• _EXERCISE MATERIAL_:
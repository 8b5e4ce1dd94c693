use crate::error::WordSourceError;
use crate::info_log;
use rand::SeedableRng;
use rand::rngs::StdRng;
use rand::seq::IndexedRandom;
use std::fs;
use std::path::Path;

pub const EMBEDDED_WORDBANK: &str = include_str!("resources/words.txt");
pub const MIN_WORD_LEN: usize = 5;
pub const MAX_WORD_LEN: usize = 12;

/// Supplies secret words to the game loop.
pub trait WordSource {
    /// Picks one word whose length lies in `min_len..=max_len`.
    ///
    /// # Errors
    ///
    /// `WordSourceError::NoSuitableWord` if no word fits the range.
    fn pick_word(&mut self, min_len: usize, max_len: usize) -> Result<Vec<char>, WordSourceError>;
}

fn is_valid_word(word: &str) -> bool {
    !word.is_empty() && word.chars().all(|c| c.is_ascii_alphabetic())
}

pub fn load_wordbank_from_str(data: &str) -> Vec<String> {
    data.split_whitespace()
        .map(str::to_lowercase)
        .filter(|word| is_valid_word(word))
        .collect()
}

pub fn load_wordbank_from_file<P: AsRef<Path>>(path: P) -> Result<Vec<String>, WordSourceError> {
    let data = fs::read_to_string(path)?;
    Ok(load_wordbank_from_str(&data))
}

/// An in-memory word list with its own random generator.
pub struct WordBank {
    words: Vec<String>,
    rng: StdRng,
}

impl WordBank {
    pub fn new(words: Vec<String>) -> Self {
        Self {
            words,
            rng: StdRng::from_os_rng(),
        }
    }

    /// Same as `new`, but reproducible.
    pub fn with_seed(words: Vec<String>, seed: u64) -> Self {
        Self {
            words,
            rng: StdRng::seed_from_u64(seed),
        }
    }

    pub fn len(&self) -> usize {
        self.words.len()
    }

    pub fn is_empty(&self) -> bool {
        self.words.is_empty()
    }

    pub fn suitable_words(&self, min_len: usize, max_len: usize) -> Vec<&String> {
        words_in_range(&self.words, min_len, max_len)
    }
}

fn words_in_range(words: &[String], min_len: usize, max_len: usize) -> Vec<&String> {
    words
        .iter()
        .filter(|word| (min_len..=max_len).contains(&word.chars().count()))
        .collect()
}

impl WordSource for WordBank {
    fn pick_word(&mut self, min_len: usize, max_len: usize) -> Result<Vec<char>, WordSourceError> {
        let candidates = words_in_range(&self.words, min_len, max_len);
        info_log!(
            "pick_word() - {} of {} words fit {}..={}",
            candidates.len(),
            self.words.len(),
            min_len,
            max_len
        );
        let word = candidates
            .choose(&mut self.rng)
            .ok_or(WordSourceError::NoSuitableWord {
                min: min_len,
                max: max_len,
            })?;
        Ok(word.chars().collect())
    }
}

• _EXERCISE GOAL_: State the number of lines in the records that include the word "chars", and add nothing to it.

• _THE ANSWER_: 3